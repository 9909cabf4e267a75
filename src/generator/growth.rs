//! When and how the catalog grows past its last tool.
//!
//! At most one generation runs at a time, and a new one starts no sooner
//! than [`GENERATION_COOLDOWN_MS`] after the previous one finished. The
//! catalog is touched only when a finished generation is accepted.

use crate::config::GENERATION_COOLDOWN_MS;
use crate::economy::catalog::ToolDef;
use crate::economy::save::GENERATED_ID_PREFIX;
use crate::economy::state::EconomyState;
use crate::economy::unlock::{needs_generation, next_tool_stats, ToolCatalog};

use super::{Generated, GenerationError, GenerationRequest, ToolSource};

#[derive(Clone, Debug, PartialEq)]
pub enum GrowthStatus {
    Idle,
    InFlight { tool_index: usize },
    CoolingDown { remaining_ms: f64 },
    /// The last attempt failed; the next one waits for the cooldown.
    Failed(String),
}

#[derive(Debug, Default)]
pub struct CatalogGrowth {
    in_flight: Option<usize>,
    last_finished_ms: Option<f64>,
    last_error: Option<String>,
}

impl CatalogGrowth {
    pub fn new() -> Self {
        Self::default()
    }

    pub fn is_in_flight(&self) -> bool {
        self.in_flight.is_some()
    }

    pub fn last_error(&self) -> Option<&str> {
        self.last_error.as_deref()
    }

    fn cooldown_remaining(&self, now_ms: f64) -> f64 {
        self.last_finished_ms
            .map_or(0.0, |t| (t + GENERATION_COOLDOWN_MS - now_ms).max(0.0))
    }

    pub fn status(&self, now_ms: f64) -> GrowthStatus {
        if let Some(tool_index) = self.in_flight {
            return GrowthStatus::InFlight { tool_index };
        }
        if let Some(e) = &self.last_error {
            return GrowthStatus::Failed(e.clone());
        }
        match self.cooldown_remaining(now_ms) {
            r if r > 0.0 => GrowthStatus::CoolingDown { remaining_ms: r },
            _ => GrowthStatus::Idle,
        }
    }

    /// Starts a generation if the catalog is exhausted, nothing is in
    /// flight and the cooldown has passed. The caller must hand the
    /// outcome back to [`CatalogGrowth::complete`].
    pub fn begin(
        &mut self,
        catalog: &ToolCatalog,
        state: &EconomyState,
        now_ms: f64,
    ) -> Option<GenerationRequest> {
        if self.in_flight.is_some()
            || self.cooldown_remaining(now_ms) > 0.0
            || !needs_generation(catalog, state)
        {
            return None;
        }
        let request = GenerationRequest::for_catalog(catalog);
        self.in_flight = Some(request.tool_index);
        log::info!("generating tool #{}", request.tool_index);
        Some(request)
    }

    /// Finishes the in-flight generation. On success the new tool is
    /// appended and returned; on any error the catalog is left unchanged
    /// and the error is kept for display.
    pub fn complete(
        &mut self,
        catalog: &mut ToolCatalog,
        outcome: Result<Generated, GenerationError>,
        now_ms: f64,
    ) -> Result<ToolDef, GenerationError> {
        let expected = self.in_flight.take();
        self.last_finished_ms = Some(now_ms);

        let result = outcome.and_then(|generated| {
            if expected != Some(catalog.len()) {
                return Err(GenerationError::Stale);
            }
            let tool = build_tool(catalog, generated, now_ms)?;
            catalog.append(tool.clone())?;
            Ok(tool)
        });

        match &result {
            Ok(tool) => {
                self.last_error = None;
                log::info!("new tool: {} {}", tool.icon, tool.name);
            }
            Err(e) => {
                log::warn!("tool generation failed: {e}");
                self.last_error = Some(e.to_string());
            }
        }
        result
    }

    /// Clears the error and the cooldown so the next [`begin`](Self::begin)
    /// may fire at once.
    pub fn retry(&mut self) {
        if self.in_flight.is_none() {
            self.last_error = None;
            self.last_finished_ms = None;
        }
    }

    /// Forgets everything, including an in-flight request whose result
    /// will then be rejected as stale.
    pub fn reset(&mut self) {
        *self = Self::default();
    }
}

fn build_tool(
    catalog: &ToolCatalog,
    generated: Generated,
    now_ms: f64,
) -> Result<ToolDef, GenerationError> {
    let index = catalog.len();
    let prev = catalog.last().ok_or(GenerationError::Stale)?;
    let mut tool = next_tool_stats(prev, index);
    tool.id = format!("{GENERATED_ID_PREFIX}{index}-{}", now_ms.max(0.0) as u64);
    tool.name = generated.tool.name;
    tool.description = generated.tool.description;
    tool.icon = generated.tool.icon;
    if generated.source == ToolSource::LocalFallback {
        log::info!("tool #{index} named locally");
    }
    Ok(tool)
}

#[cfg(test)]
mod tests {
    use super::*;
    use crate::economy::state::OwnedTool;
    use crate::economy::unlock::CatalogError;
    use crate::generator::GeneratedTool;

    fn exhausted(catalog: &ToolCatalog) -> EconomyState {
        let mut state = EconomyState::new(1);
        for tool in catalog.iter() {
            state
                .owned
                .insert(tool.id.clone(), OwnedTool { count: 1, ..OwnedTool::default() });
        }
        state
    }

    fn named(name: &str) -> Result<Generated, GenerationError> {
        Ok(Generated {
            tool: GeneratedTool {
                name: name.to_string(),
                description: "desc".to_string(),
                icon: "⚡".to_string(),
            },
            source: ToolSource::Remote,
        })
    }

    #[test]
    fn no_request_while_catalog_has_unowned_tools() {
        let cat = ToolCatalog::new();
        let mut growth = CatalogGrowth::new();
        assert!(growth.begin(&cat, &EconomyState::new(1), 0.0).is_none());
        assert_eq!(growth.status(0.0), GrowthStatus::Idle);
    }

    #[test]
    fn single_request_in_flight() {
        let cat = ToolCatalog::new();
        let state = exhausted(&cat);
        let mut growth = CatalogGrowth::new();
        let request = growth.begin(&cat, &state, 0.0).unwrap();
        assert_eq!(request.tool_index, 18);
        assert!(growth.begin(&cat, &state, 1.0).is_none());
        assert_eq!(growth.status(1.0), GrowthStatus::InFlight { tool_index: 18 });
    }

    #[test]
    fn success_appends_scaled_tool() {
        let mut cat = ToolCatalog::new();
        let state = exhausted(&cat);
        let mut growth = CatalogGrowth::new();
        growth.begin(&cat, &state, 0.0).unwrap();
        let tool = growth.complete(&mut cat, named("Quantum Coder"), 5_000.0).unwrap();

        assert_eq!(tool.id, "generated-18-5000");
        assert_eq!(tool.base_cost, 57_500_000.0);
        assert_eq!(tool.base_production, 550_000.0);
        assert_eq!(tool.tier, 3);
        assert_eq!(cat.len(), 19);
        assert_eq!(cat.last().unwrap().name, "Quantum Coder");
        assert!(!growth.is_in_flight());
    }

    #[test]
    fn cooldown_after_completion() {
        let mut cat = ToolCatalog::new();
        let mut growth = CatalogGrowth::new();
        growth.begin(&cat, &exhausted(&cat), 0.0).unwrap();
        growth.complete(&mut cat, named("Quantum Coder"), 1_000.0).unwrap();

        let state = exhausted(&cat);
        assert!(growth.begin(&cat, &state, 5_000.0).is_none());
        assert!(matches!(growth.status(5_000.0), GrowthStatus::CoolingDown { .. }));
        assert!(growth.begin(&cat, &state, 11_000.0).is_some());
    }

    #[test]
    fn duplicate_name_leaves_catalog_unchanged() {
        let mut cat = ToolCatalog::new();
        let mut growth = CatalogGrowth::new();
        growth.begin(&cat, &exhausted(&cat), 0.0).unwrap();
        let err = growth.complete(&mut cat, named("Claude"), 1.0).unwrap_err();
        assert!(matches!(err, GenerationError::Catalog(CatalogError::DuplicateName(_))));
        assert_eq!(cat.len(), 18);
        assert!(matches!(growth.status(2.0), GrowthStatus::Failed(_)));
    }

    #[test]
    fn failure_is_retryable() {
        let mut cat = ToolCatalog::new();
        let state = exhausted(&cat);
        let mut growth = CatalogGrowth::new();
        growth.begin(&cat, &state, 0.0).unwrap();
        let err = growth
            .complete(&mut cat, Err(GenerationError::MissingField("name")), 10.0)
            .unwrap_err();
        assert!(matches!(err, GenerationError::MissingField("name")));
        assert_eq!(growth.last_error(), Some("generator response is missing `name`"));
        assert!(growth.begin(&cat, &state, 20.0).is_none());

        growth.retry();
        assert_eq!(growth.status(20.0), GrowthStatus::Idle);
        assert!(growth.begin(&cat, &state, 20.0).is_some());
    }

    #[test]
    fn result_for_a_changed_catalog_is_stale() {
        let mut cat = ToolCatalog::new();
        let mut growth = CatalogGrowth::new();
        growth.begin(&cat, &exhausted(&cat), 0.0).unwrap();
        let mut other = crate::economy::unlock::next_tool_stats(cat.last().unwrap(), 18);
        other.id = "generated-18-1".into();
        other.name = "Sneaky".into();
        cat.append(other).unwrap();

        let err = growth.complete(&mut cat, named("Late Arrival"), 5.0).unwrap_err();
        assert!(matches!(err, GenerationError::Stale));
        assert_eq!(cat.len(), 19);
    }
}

> **PROBLEM TO WORK ON**
Give back exactly the lines from the first line of the records through the line holding "if self.in_flight.is_some()", including both of those lines and leaving out all others.

> **RESPONSE**
repository 9909cabf4e267a75
filename src/generator/growth.rs
//! When and how the catalog grows past its last tool.
//!
//! At most one generation runs at a time, and a new one starts no sooner
//! than [`GENERATION_COOLDOWN_MS`] after the previous one finished. The
//! catalog is touched only when a finished generation is accepted.

use crate::config::GENERATION_COOLDOWN_MS;
use crate::economy::catalog::ToolDef;
use crate::economy::save::GENERATED_ID_PREFIX;
use crate::economy::state::EconomyState;
use crate::economy::unlock::{needs_generation, next_tool_stats, ToolCatalog};

use super::{Generated, GenerationError, GenerationRequest, ToolSource};

#[derive(Clone, Debug, PartialEq)]
pub enum GrowthStatus {
    Idle,
    InFlight { tool_index: usize },
    CoolingDown { remaining_ms: f64 },
    /// The last attempt failed; the next one waits for the cooldown.
    Failed(String),
}

#[derive(Debug, Default)]
pub struct CatalogGrowth {
    in_flight: Option<usize>,
    last_finished_ms: Option<f64>,
    last_error: Option<String>,
}

impl CatalogGrowth {
    pub fn new() -> Self {
        Self::default()
    }

    pub fn is_in_flight(&self) -> bool {
        self.in_flight.is_some()
    }

    pub fn last_error(&self) -> Option<&str> {
        self.last_error.as_deref()
    }

    fn cooldown_remaining(&self, now_ms: f64) -> f64 {
        self.last_finished_ms
            .map_or(0.0, |t| (t + GENERATION_COOLDOWN_MS - now_ms).max(0.0))
    }

    pub fn status(&self, now_ms: f64) -> GrowthStatus {
        if let Some(tool_index) = self.in_flight {
            return GrowthStatus::InFlight { tool_index };
        }
        if let Some(e) = &self.last_error {
            return GrowthStatus::Failed(e.clone());
        }
        match self.cooldown_remaining(now_ms) {
            r if r > 0.0 => GrowthStatus::CoolingDown { remaining_ms: r },
            _ => GrowthStatus::Idle,
        }
    }

    /// Starts a generation if the catalog is exhausted, nothing is in
    /// flight and the cooldown has passed. The caller must hand the
    /// outcome back to [`CatalogGrowth::complete`].
    pub fn begin(
        &mut self,
        catalog: &ToolCatalog,
        state: &EconomyState,
        now_ms: f64,
    ) -> Option<GenerationRequest> {
        if self.in_flight.is_some()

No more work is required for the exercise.